Petit à petit, 2008.

dobervalL'histoire : Karim apprend qu'un ami s'est suicidé. Ce dernier le regarde découvrir la nouvelle et réagir. Doverbal, une ville habituellement ordinaire, devient vite le lieu où se massent les journalistes. Très vite encore, Karim devient la cible des remarques.

Notre avis : Nouvelle collection pour les éditions Petit à petit ! Romans pour ados, petit format, titre cherchant à provoquer un peu, couverture avec un dessin : tout cela semble déjà vu. Et pourtant l'originalité est atteinte. Peut-être est-ce dû à la réduction du format, encore plus petit que les autres. La raison principale est surtout l'histoire.
Cependant, jamais nous n'aurions pu penser qu'un si court récit fasse l'objet de plusieurs tomes. Mode des tomes ? Mode du récit court ? Mode tout court ? Nous voici donc devant un objet livre qui ressemble aux autres mais s'en distingue toutefois par quelques nuances.
Le narrateur est le personnage mort : original et osé. Pas de fantômes clichés, pas de récit rétrospectif motivé par ce choix, pas de construction attendue donc. Nous suivons bien Karim, personnage principal, mais par les yeux d'un autre. Le choix est attrayant.
L'histoire cherche à déclencher des flux de pensées. Constats sur notre société, critiques, amertumes et injustices dénoncées sont au cœur de ce roman qui s'inscrit bien dans la mode des romans dits pour adolescents.

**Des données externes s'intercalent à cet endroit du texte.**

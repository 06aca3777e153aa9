use crate::config::HttpSettings;
use crate::cookies::CookieJar;
use reqwest::{
    Client, RequestBuilder, Response, StatusCode,
    header::{ACCEPT, ACCEPT_LANGUAGE, COOKIE, HeaderMap, HeaderValue, LOCATION},
    redirect::Policy,
};

pub const USER_AGENT: &str = "Mozilla/5.0 (Macintosh; Intel Mac OS X 10_15_7) AppleWebKit/537.36 (KHTML, like Gecko) Chrome/144.0.0.0 Safari/537.36";
pub const ACCEPT_HTML: &str = "text/html,application/xhtml+xml,application/xml;q=0.9,image/avif,image/webp,image/apng,*/*;q=0.8";
pub const ACCEPT_JSON: &str = "application/json, text/plain, */*";

/// Client used for every upstream platform call.
///
/// Redirects are never followed: login success and listing creation are both
/// signalled by a 3xx whose `Location` has to be inspected directly. Cookies are
/// managed explicitly through [`crate::cookies::CookieJar`].
pub fn build_client(settings: &HttpSettings) -> reqwest::Result<Client> {
    let mut headers = HeaderMap::new();
    headers.insert(ACCEPT, HeaderValue::from_static(ACCEPT_HTML));
    headers.insert(
        ACCEPT_LANGUAGE,
        HeaderValue::from_static("pl,en-US;q=0.9,en;q=0.8"),
    );
    Client::builder()
        .timeout(settings.timeout)
        .connect_timeout(settings.connect_timeout)
        .user_agent(USER_AGENT)
        .default_headers(headers)
        .redirect(Policy::none())
        .build()
}

/// Plain client for collaborators that are not emulated browser sessions.
pub fn build_service_client(settings: &HttpSettings) -> Client {
    Client::builder()
        .timeout(settings.timeout)
        .connect_timeout(settings.connect_timeout)
        .build()
        .unwrap_or_else(|_| Client::new())
}

/// Status, redirect target and body of an upstream page, read after its cookies
/// were absorbed into the session jar.
#[derive(Debug, Clone)]
pub struct PageResponse {
    pub status: StatusCode,
    pub location: Option<String>,
    /// Body exactly as received; this is what gets captured.
    pub raw: Vec<u8>,
    /// Lossy UTF-8 view of `raw` for token and marker matching.
    pub body: String,
}

impl PageResponse {
    pub fn is_redirect(&self) -> bool {
        self.status.is_redirection()
    }
}

/// Attach the jar as a `Cookie` header; an empty jar sends none.
pub fn with_cookies(builder: RequestBuilder, jar: &CookieJar) -> RequestBuilder {
    match jar.header_value() {
        Some(value) => builder.header(COOKIE, value),
        None => builder,
    }
}

pub async fn read_page(response: Response, jar: &mut CookieJar) -> reqwest::Result<PageResponse> {
    jar.absorb(response.headers());
    let status = response.status();
    let location = response
        .headers()
        .get(LOCATION)
        .and_then(|value| value.to_str().ok())
        .map(str::to_string);
    let raw = response.bytes().await?.to_vec();
    let body = String::from_utf8_lossy(&raw).into_owned();
    Ok(PageResponse {
        status,
        location,
        raw,
        body,
    })
}

#[cfg(test)]
mod tests {
    use super::*;
    use httpmock::prelude::*;

    #[tokio::test]
    async fn redirects_are_returned_not_followed() {
        let server = MockServer::start_async().await;
        server
            .mock_async(|when, then| {
                when.method(GET).path("/start").header("Cookie", "a=1");
                then.status(302)
                    .header("Location", "/elsewhere")
                    .header("Set-Cookie", "b=2; path=/")
                    .body("moved");
            })
            .await;
        let followed = server
            .mock_async(|when, then| {
                when.method(GET).path("/elsewhere");
                then.status(200);
            })
            .await;

        let client = build_client(&HttpSettings::default()).unwrap();
        let mut jar = CookieJar::for_base_url(&server.base_url());
        jar.set("a", "1");
        let response = with_cookies(client.get(server.url("/start")), &jar)
            .send()
            .await
            .unwrap();
        let page = read_page(response, &mut jar).await.unwrap();

        assert!(page.is_redirect());
        assert_eq!(page.location.as_deref(), Some("/elsewhere"));
        assert_eq!(page.body, "moved");
        assert_eq!(jar.serialize(), "a=1; b=2");
        assert_eq!(followed.hits_async().await, 0);
    }

    #[tokio::test]
    async fn raw_body_keeps_bytes_that_are_not_utf8() {
        let server = MockServer::start_async().await;
        let latin2: &[u8] = b"<p>Og\xb3oszenie dodane</p>";
        server
            .mock_async(|when, then| {
                when.method(GET).path("/legacy");
                then.status(200)
                    .header("Content-Type", "text/html; charset=iso-8859-2")
                    .body(latin2);
            })
            .await;

        let client = build_client(&HttpSettings::default()).unwrap();
        let mut jar = CookieJar::for_base_url(&server.base_url());
        let response = client.get(server.url("/legacy")).send().await.unwrap();
        let page = read_page(response, &mut jar).await.unwrap();

        assert_eq!(page.raw, latin2);
        assert!(page.body.contains("oszenie dodane"));
    }
}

Mais la critique n'est pas trop caricaturale et le récit n'est pas (trop) une propagande.
Le choix des mots et la construction des phrases oscillent entre langage familier et soutenu. Un équilibre sympathique et qui diffère des habituels choix d'auteurs. La division en chapitres aux titres cherchant à faire rire est aussi originale et nous avons apprécié l'entrée de l'humour dans un texte qui semble se vouloir noir.
Bilan : nous oscillons entre évoquer un roman qui s'inscrit dans l'air du temps ou exposer les quelques originalités qui nous le font remarquer.